* **Activity**: Identify all lines of the data containing the string "StubSource" and copy them.

* **Material provided**:
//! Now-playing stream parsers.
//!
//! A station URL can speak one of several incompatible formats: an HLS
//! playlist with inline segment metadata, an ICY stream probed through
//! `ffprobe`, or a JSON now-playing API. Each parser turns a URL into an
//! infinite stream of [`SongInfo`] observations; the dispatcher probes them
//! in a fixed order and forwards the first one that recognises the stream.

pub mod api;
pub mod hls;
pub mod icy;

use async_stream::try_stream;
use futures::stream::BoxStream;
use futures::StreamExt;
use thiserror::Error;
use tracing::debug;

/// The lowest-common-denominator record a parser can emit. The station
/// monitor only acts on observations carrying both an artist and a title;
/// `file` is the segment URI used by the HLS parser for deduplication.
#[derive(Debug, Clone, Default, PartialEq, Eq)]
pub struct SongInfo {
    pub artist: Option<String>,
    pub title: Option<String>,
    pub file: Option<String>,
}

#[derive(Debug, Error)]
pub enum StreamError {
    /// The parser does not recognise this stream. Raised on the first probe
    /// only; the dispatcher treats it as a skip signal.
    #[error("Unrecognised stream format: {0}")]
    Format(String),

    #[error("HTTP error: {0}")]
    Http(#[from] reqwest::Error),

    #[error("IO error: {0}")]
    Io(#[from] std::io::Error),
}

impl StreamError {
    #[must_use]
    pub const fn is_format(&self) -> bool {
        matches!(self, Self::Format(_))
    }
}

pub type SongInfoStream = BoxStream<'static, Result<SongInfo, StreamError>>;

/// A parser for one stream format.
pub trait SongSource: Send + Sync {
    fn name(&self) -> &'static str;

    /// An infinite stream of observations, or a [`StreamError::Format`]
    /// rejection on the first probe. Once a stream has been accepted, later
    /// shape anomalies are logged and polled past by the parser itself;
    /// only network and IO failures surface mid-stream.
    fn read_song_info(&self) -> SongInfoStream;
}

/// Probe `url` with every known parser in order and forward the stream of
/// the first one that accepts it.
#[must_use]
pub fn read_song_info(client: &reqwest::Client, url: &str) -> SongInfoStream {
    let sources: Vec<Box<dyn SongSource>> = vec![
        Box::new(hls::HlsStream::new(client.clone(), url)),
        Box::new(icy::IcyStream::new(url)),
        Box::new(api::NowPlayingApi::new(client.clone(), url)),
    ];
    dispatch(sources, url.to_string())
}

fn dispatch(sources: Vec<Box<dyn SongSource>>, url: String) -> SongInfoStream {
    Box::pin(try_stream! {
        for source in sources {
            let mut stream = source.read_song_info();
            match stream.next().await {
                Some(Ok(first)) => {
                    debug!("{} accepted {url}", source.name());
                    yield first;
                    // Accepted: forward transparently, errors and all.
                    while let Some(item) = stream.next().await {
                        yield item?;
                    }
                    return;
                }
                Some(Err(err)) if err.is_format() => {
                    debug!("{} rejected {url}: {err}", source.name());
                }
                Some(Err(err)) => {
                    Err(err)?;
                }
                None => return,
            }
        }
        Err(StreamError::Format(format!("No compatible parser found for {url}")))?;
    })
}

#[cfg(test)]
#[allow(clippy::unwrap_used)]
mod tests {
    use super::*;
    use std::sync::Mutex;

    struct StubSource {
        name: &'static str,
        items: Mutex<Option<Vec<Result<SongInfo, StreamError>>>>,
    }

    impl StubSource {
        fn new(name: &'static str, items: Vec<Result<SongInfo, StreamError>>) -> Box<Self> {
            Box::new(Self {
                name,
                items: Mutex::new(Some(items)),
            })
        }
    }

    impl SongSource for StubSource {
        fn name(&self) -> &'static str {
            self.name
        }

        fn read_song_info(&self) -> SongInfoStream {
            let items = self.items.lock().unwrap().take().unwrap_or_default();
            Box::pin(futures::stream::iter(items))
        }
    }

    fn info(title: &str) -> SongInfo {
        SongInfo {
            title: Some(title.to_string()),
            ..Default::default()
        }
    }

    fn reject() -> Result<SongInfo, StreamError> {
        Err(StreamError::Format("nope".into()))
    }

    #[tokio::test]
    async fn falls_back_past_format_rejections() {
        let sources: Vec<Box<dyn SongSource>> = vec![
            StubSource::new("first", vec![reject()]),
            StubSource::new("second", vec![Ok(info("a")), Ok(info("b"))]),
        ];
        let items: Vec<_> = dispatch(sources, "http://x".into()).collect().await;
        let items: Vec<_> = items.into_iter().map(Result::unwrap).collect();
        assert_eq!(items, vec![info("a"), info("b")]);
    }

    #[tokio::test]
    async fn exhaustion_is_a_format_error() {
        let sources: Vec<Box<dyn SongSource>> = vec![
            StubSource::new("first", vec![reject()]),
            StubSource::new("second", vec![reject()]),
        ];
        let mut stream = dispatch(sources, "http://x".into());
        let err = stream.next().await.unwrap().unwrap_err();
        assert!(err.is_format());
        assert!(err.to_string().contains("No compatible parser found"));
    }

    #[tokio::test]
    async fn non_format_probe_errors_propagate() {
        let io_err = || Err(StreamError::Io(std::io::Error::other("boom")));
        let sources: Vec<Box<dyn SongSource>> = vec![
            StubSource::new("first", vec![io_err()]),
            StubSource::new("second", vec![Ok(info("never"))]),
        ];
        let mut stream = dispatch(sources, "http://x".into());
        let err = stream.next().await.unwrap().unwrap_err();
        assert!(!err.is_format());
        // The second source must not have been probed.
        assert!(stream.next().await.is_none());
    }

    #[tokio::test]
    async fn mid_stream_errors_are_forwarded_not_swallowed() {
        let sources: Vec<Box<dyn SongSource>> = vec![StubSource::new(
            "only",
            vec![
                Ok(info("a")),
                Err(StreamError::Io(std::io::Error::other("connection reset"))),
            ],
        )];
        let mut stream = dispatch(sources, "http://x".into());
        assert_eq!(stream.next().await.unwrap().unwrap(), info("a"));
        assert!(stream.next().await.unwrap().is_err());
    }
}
--
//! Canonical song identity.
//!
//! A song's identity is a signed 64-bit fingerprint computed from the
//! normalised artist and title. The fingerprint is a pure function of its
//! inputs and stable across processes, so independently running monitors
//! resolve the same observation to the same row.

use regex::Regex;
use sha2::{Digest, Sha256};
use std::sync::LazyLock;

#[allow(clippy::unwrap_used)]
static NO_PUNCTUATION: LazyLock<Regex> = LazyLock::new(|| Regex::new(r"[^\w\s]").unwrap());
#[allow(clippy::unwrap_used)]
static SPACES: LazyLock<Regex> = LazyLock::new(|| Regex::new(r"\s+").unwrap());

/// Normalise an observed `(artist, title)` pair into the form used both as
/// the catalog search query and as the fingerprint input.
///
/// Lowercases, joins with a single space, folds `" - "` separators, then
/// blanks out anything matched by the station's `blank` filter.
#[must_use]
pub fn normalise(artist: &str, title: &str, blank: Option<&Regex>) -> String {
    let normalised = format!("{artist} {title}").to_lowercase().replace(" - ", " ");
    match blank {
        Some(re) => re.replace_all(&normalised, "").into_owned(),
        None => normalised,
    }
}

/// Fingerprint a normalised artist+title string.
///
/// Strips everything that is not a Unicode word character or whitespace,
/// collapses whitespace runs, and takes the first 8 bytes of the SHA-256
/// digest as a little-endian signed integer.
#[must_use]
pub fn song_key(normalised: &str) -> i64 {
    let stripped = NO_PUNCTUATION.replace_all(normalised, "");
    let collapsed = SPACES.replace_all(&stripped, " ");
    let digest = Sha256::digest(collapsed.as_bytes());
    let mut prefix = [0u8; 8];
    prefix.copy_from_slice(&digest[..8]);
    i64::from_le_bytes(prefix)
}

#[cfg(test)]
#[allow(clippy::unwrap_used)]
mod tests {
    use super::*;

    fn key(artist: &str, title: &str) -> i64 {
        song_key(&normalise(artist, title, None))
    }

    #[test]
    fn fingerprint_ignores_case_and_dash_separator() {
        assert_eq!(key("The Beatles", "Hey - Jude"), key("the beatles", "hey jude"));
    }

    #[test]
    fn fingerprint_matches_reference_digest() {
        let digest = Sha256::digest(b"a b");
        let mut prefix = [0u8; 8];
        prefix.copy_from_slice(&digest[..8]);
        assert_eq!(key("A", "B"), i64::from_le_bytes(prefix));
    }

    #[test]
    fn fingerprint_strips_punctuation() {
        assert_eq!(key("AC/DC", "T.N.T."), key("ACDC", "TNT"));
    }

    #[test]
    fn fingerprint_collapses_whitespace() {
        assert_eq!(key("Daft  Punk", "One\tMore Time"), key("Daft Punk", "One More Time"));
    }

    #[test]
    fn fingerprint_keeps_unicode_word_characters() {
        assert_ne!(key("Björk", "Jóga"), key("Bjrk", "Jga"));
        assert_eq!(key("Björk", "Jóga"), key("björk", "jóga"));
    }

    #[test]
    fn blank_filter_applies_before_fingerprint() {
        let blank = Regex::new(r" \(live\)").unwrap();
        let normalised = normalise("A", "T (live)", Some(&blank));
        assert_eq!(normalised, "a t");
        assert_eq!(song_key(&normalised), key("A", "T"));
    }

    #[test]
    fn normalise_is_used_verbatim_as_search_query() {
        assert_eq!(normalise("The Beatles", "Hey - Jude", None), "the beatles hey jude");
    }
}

* **Response below**:
    struct StubSource {
    impl StubSource {
    impl SongSource for StubSource {
            StubSource::new("first", vec![reject()]),
            StubSource::new("second", vec![Ok(info("a")), Ok(info("b"))]),
            StubSource::new("first", vec![reject()]),
            StubSource::new("second", vec![reject()]),
            StubSource::new("first", vec![io_err()]),
            StubSource::new("second", vec![Ok(info("never"))]),
        let sources: Vec<Box<dyn SongSource>> = vec![StubSource::new(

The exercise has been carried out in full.